--- Exercise materials ---

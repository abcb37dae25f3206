//! `NotMatcher`: negation of one matcher.

use crate::{Credential, CredentialMatcher, TraceRecord, TraceSink};
use std::any::Any;
use std::hash::{Hash, Hasher};

/// Matches when the inner matcher does not.
///
/// Description renders `!(d)` around the inner description and is absent
/// whenever the inner description is.
#[derive(PartialEq, Eq, Hash)]
pub struct NotMatcher {
    matcher: Box<dyn CredentialMatcher>,
}

impl std::fmt::Debug for NotMatcher {
    fn fmt(&self, f: &mut std::fmt::Formatter<'_>) -> std::fmt::Result {
        f.debug_tuple("NotMatcher").finish()
    }
}

impl NotMatcher {
    /// Create a negation of the given matcher.
    #[must_use]
    pub fn new(matcher: Box<dyn CredentialMatcher>) -> Self {
        Self { matcher }
    }

    /// The negated matcher.
    #[must_use]
    pub fn matcher(&self) -> &dyn CredentialMatcher {
        &*self.matcher
    }
}

impl CredentialMatcher for NotMatcher {
    fn matches(&self, item: &dyn Credential) -> bool {
        !self.matcher.matches(item)
    }

    fn matches_traced(&self, item: &dyn Credential, sink: &dyn TraceSink) -> bool {
        sink.record(TraceRecord::fine(self, item, "matches"));
        let matched = !self.matcher.matches_traced(item, sink);
        sink.record(TraceRecord::summary(self, item, format!("matches: {matched}")));
        matched
    }

    fn describe(&self) -> Option<String> {
        self.matcher.describe().map(|d| format!("!({d})"))
    }

    fn as_any(&self) -> &dyn Any {
        self
    }

    fn dyn_eq(&self, other: &dyn CredentialMatcher) -> bool {
        other.as_any().downcast_ref::<Self>().is_some_and(|o| self == o)
    }

    fn dyn_hash(&self, mut state: &mut dyn Hasher) {
        self.hash(&mut state);
    }
}
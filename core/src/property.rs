//! `PropertyMatcher`: structural equality on a named property.

use crate::{
    Credential, CredentialMatcher, PropertyRead, PropertyValue, TraceRecord, TraceSink,
};
use std::any::Any;
use std::hash::{Hash, Hasher};

/// Matches credentials whose named property reads as exactly the expected
/// value.
///
/// # Failure normalizes to false
///
/// This matcher's defining policy: it never fails just because a candidate
/// cannot answer the question. A missing property, a write-only property
/// and a failing accessor all evaluate to `false`, indistinguishable from
/// an honest mismatch. The only arm that can match is a successful read
/// producing an equal value. Equality is null-safe: expecting
/// [`PropertyValue::Null`] matches a property that reads as `Null`.
///
/// The trace sink does distinguish the failure arms, so a typo'd property
/// name can be diagnosed without changing the contract.
///
/// # Description
///
/// `describe()` delegates to [`PropertyValue::render`]: every literal kind
/// renders as a comparison, while an [`Opaque`](PropertyValue::Opaque)
/// expected value makes this matcher non-describable.
#[derive(Debug, Clone, PartialEq, Eq, Hash)]
pub struct PropertyMatcher {
    name: String,
    expected: PropertyValue,
}

impl PropertyMatcher {
    /// Create a matcher for the given property name and expected value.
    pub fn new(name: impl Into<String>, expected: impl Into<PropertyValue>) -> Self {
        Self {
            name: name.into(),
            expected: expected.into(),
        }
    }

    /// The property name this matcher reads.
    #[must_use]
    pub fn name(&self) -> &str {
        &self.name
    }

    /// The expected value.
    #[must_use]
    pub fn expected(&self) -> &PropertyValue {
        &self.expected
    }
}

impl CredentialMatcher for PropertyMatcher {
    fn matches(&self, item: &dyn Credential) -> bool {
        match item.read_property(&self.name) {
            PropertyRead::Value(actual) => actual == self.expected,
            PropertyRead::Missing | PropertyRead::Unreadable | PropertyRead::Failed(_) => false,
        }
    }

    fn matches_traced(&self, item: &dyn Credential, sink: &dyn TraceSink) -> bool {
        sink.record(TraceRecord::fine(self, item, "matches"));
        let matched = match item.read_property(&self.name) {
            PropertyRead::Value(actual) => {
                let matched = actual == self.expected;
                sink.record(TraceRecord::fine(
                    self,
                    item,
                    format!("read {actual:?}, expected {:?}: {matched}", self.expected),
                ));
                matched
            }
            PropertyRead::Missing => {
                sink.record(TraceRecord::fine(self, item, "no such property"));
                false
            }
            PropertyRead::Unreadable => {
                sink.record(TraceRecord::fine(self, item, "property is not readable"));
                false
            }
            PropertyRead::Failed(e) => {
                sink.record(TraceRecord::fine(self, item, format!("read failed: {e}")));
                false
            }
        };
        sink.record(TraceRecord::summary(self, item, format!("matches: {matched}")));
        matched
    }

    fn describe(&self) -> Option<String> {
        self.expected.render(&self.name)
    }

    fn as_any(&self) -> &dyn Any {
        self
    }

    fn dyn_eq(&self, other: &dyn CredentialMatcher) -> bool {
        other.as_any().downcast_ref::<Self>().is_some_and(|o| self == o)
    }

    fn dyn_hash(&self, mut state: &mut dyn Hasher) {
        self.hash(&mut state);
    }
}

---

Every entry needs to be copied exactly as it was written.

__Result below__.
repository abcb37dae25f3206
//! `NotMatcher`: negation of one matcher.

use crate::{Credential, CredentialMatcher, TraceRecord, TraceSink};
use std::any::Any;
use std::hash::{Hash, Hasher};

/// Matches when the inner matcher does not.
///
/// Description renders `!(d)` around the inner description and is absent
/// whenever the inner description is.
#[derive(PartialEq, Eq, Hash)]
pub struct NotMatcher {
    matcher: Box<dyn CredentialMatcher>,
}

impl std::fmt::Debug for NotMatcher {
    fn fmt(&self, f: &mut std::fmt::Formatter<'_>) -> std::fmt::Result {
        f.debug_tuple("NotMatcher").finish()
    }
}

impl NotMatcher {
    /// Create a negation of the given matcher.
    #[must_use]
    pub fn new(matcher: Box<dyn CredentialMatcher>) -> Self {
        Self { matcher }
    }

    /// The negated matcher.
    #[must_use]
    pub fn matcher(&self) -> &dyn CredentialMatcher {
        &*self.matcher
    }
}

impl CredentialMatcher for NotMatcher {
    fn matches(&self, item: &dyn Credential) -> bool {
        !self.matcher.matches(item)
    }

    fn matches_traced(&self, item: &dyn Credential, sink: &dyn TraceSink) -> bool {
        sink.record(TraceRecord::fine(self, item, "matches"));
        let matched = !self.matcher.matches_traced(item, sink);
        sink.record(TraceRecord::summary(self, item, format!("matches: {matched}")));
        matched
    }

    fn describe(&self) -> Option<String> {
        self.matcher.describe().map(|d| format!("!({d})"))
    }

    fn as_any(&self) -> &dyn Any {
        self
    }

    fn dyn_eq(&self, other: &dyn CredentialMatcher) -> bool {
        other.as_any().downcast_ref::<Self>().is_some_and(|o| self == o)
    }

    fn dyn_hash(&self, mut state: &mut dyn Hasher) {
        self.hash(&mut state);
    }
}
filename core/src/property.rs
//! `PropertyMatcher`: structural equality on a named property.

use crate::{
    Credential, CredentialMatcher, PropertyRead, PropertyValue, TraceRecord, TraceSink,
};
use std::any::Any;
use std::hash::{Hash, Hasher};

/// Matches credentials whose named property reads as exactly the expected
/// value.
///
/// # Failure normalizes to false
///
/// This matcher's defining policy: it never fails just because a candidate
/// cannot answer the question. A missing property, a write-only property
/// and a failing accessor all evaluate to `false`, indistinguishable from
/// an honest mismatch. The only arm that can match is a successful read
/// producing an equal value. Equality is null-safe: expecting
/// [`PropertyValue::Null`] matches a property that reads as `Null`.
///
/// The trace sink does distinguish the failure arms, so a typo'd property
/// name can be diagnosed without changing the contract.
///
/// # Description
///
/// `describe()` delegates to [`PropertyValue::render`]: every literal kind
/// renders as a comparison, while an [`Opaque`](PropertyValue::Opaque)
/// expected value makes this matcher non-describable.
#[derive(Debug, Clone, PartialEq, Eq, Hash)]
pub struct PropertyMatcher {
    name: String,
    expected: PropertyValue,
}

impl PropertyMatcher {
    /// Create a matcher for the given property name and expected value.
    pub fn new(name: impl Into<String>, expected: impl Into<PropertyValue>) -> Self {
        Self {
            name: name.into(),
            expected: expected.into(),
        }
    }

    /// The property name this matcher reads.
    #[must_use]
    pub fn name(&self) -> &str {
        &self.name
    }

    /// The expected value.
    #[must_use]
    pub fn expected(&self) -> &PropertyValue {
        &self.expected
    }
}

impl CredentialMatcher for PropertyMatcher {
    fn matches(&self, item: &dyn Credential) -> bool {
        match item.read_property(&self.name) {
            PropertyRead::Value(actual) => actual == self.expected,
            PropertyRead::Missing | PropertyRead::Unreadable | PropertyRead::Failed(_) => false,
        }
    }

    fn matches_traced(&self, item: &dyn Credential, sink: &dyn TraceSink) -> bool {
        sink.record(TraceRecord::fine(self, item, "matches"));
        let matched = match item.read_property(&self.name) {
            PropertyRead::Value(actual) => {
                let matched = actual == self.expected;
                sink.record(TraceRecord::fine(
                    self,
                    item,
                    format!("read {actual:?}, expected {:?}: {matched}", self.expected),
                ));
                matched
            }
            PropertyRead::Missing => {
                sink.record(TraceRecord::fine(self, item, "no such property"));
                false
            }
            PropertyRead::Unreadable => {
                sink.record(TraceRecord::fine(self, item, "property is not readable"));
                false
            }
            PropertyRead::Failed(e) => {
                sink.record(TraceRecord::fine(self, item, format!("read failed: {e}")));
                false
            }
        };
        sink.record(TraceRecord::summary(self, item, format!("matches: {matched}")));
        matched
    }

    fn describe(&self) -> Option<String> {
        self.expected.render(&self.name)
    }

    fn as_any(&self) -> &dyn Any {
        self
    }

    fn dyn_eq(&self, other: &dyn CredentialMatcher) -> bool {
        other.as_any().downcast_ref::<Self>().is_some_and(|o| self == o)
    }

    fn dyn_hash(&self, mut state: &mut dyn Hasher) {
        self.hash(&mut state);
    }
}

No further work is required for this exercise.